The koto-furunushi (琴古主; English: "old master koto") is a fictitious being from Japanese folklore. It is a Yōkai and is said to be harmless to humans. The koto-furunushi is very similar to the yokai biwa-bokuboku.

== Description ==
The koto-furunushi has the appearance of a traditional koto (a Japanese zither), which grows a demonic face on its front. The strings start to meander in all directions, giving the impression of an uncombed mane. However, it is not handed down if the koto-furunushi can move on its own in any kind.

== Folklore ==
A famous legend comes from Saga prefecture on Kyūshū peninsula and is said to originate from the 2nd century A.D. It tells the story of the Emperor of Japan who had planned a palatial feast for his royal court.
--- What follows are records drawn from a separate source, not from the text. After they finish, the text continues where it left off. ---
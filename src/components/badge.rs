//! Badge

use super::variants::{ClassList, StyleVariants, VariantAxis};
use super::Component;
use crate::helpers::{attrs, html_escape};

pub static BADGE: StyleVariants = StyleVariants {
    base: "inline-flex items-center rounded-full px-3 py-1 text-xs font-medium",
    axes: &[VariantAxis {
        name: "variant",
        default: "default",
        options: &[
            ("default", "bg-brand-100 text-brand-800"),
            ("success", "bg-green-100 text-green-800"),
            ("warning", "bg-amber-100 text-amber-800"),
            ("outline", "border border-current bg-transparent text-gray-700"),
        ],
    }],
};

#[derive(Debug, Clone, Copy, Default, PartialEq, Eq)]
pub enum BadgeVariant {
    #[default]
    Default,
    Success,
    Warning,
    Outline,
}

impl BadgeVariant {
    pub fn as_str(&self) -> &'static str {
        match self {
            BadgeVariant::Default => "default",
            BadgeVariant::Success => "success",
            BadgeVariant::Warning => "warning",
            BadgeVariant::Outline => "outline",
        }
    }
}

#[derive(Debug, Clone, Default)]
pub struct Badge {
    label: String,
    variant: Option<BadgeVariant>,
    class: Option<String>,
}

impl Badge {
    pub fn new(label: impl Into<String>) -> Self {
        Self {
            label: label.into(),
            ..Default::default()
        }
    }

    pub fn variant(mut self, variant: BadgeVariant) -> Self {
        self.variant = Some(variant);
        self
    }

    pub fn class(mut self, class: impl Into<String>) -> Self {
        self.class = Some(class.into());
        self
    }

    pub fn classes(&self) -> ClassList {
        let selections: Vec<(&str, &str)> = self
            .variant
            .map(|v| ("variant", v.as_str()))
            .into_iter()
            .collect();
        BADGE.resolve(&selections, self.class.as_deref())
    }
}

impl Component for Badge {
    fn render(&self) -> String {
        let classes = self.classes().to_string();
        format!(
            "<span{}>{}</span>",
            attrs(&[("class", Some(classes.as_str()))]),
            html_escape(&self.label)
        )
    }
}

#[cfg(test)]
mod tests {
    use super::*;

    #[test]
    fn test_variants() {
        assert!(Badge::new("New").classes().contains("bg-brand-100"));
        let warning = Badge::new("Limited").variant(BadgeVariant::Warning).classes();
        assert!(warning.contains_all("bg-amber-100 text-amber-800"));
        assert!(!warning.contains("bg-brand-100"));
        assert!(!warning.contains("text-brand-800"));
        // size stays
        assert!(warning.contains("text-xs"));
    }

    #[test]
    fn test_render() {
        assert_eq!(
            Badge::new("Popular").class("ml-2").render(),
            r#"<span class="inline-flex items-center rounded-full px-3 py-1 text-xs font-medium bg-brand-100 text-brand-800 ml-2">Popular</span>"#
        );
    }
}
He chose Kanzaki as the festive place and he ordered his gardeners to clean and groom the chosen park. The legend reports that the emperor was so excited about the resulting beauty of the festive place that he left an enchanted koto as a present to the town of Kanzaki. A short time later, the koto magically transformed itself into a lush and noble camphor tree. From this day, it was told for centuries, that anybody who took a rest at the roots of the tree could hear the faint but irresistibly calming sounds of a zither from the treetop. Today, it is told that the exact whereabouts of the holy tree was forgotten in time, but the ghost of the camphor tree may dive into very old kotos to animate them.

== Background ==
The koto-furunushi belongs to a special group of yōkai: the tsukumogami (付喪神). Tsukumogami are derived from or possess various kinds of man-made household artifacts, such as kitchenware, tools, and everyday accessories, and though 100 years may pass, the artifact appears as good as if it was never in use. Koto-furunushi are said to come to life when "reaching their 100th birthday", but only if they were always treated with great respect. If so, they will always play the most enchanting music on their own, especially when no one watches them. Most times, the koto-furunushi will perform the songs that were played on them very often and with special devotion. If a koto-furunushi is instead ignored by its owner, it will become sad and then ask other tsukumogami to take it along with them. It then will play for its tsukumogami friends, forgetting its neglectful owner in time.